DATA SHOWN:
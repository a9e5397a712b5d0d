//! Producer loop: decode, process, enqueue.

use std::sync::atomic::{AtomicU64, Ordering};
use std::sync::Arc;
use std::time::Duration;

use crossbeam_channel::Sender;
use tracing::{debug, error, info, trace, warn};

use crate::buffer::{QueueFull, SharedBlockQueue};
use crate::chain::SharedChain;
use crate::control::{Command, SharedControl, Step};
use crate::decode::{BlockRead, StreamDecoder};
use crate::metrics::EngineMetrics;
use crate::tap::VisualizationTap;

/// Why the producer loop ended.
#[derive(Debug, Clone, Copy, PartialEq, Eq)]
pub enum ProducerExit {
    /// Told to stop.
    Stopped,
    /// Source exhausted.
    EndOfStream,
    /// Mid-stream decode failure, treated as end of stream.
    DecodeFailed,
}

/// Notification from the producer thread to the controller.
#[derive(Debug, Clone, PartialEq, Eq)]
pub struct ProducerEvent {
    /// Identifies the producer session that sent it.
    pub session: u64,
    pub exit: ProducerExit,
    pub message: Option<String>,
}

/// Everything one producer session needs.
pub struct Producer {
    pub session: u64,
    pub decoder: StreamDecoder,
    pub chain: SharedChain,
    pub queue: SharedBlockQueue,
    pub control: SharedControl,
    pub tap: Option<VisualizationTap>,
    pub metrics: Arc<EngineMetrics>,
    /// Last decoded frame, published for position reporting before the sink catches up.
    pub decoded_frame: Arc<AtomicU64>,
    pub events: Sender<ProducerEvent>,
    pub block_size: usize,
    pub push_timeout: Duration,
}

/// Returned to the controller after the thread finishes.
pub struct ProducerOutcome {
    pub decoder: StreamDecoder,
    pub exit: ProducerExit,
}

impl Producer {
    /// Run until stopped or the source ends. Hands the decoder back.
    pub fn run(mut self) -> ProducerOutcome {
        info!(
            "Producer {} started for {}",
            self.session,
            self.decoder.path().display()
        );
        let exit = self.run_loop();
        debug!("Producer {} finished: {exit:?}", self.session);
        ProducerOutcome {
            decoder: self.decoder,
            exit,
        }
    }

    fn run_loop(&mut self) -> ProducerExit {
        loop {
            let (seek, epoch) = match self.control.next_step(&self.queue) {
                Step::Stop => return ProducerExit::Stopped,
                Step::SeekOnly(position) => {
                    self.seek(position);
                    continue;
                }
                Step::Run { seek, epoch } => (seek, epoch),
            };
            if let Some(position) = seek {
                self.seek(position);
            }

            let block = match self.decoder.read_block(self.block_size) {
                Ok(BlockRead::Block(block)) => block,
                Ok(BlockRead::EndOfStream) => {
                    if !self.control.finish() {
                        trace!("Seek arrived at end of stream, continuing");
                        continue;
                    }
                    self.notify(ProducerExit::EndOfStream, None);
                    return ProducerExit::EndOfStream;
                }
                Err(e) => {
                    error!("Decode failed mid-stream, ending track: {e}");
                    if !self.control.finish() {
                        continue;
                    }
                    self.notify(ProducerExit::DecodeFailed, Some(e.to_string()));
                    return ProducerExit::DecodeFailed;
                }
            };
            self.decoded_frame
                .store(self.decoder.position_frames(), Ordering::Relaxed);

            let block = self.chain.lock().process(block);
            if let Some(tap) = &self.tap {
                tap.offer(&block);
            }
            self.metrics.record_block();

            if self.push(block, epoch) == Some(ProducerExit::Stopped) {
                return ProducerExit::Stopped;
            }
        }
    }

    /// Push with backpressure, rechecking the control signal between attempts.
    fn push(&self, mut block: flowstate_core::AudioBlock, epoch: u64) -> Option<ProducerExit> {
        loop {
            match self.queue.push(block, epoch, self.push_timeout) {
                Ok(()) => return None,
                Err(QueueFull(returned)) => {
                    block = returned;
                    self.metrics.record_backpressure();
                    trace!("Queue full, retrying push");
                }
            }
            if self.control.has_pending_seek() || self.queue.epoch() != epoch {
                // Block belongs to the old position
                return None;
            }
            match self.control.command() {
                Command::Stop => return Some(ProducerExit::Stopped),
                Command::Pause => {
                    if self.control.wait_unpaused(self.push_timeout) == Command::Stop {
                        return Some(ProducerExit::Stopped);
                    }
                }
                Command::Run => {}
            }
        }
    }

    fn seek(&mut self, position: f64) {
        match self.decoder.seek(position) {
            Ok(()) => {
                self.decoded_frame
                    .store(self.decoder.position_frames(), Ordering::Relaxed);
                debug!("Producer {} seeked to {position:.3}s", self.session);
            }
            Err(e) => warn!("Seek to {position:.3}s failed: {e}"),
        }
    }

    fn notify(&self, exit: ProducerExit, message: Option<String>) {
        let event = ProducerEvent {
            session: self.session,
            exit,
            message,
        };
        if self.events.send(event).is_err() {
            trace!("Controller gone; dropping producer event");
        }
    }
}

EXERCISE DIRECTIONS: Report how many lines in the listing above hold the string "info", giving the number and no other words.

RESPONSE TO THIS EXERCISE: 2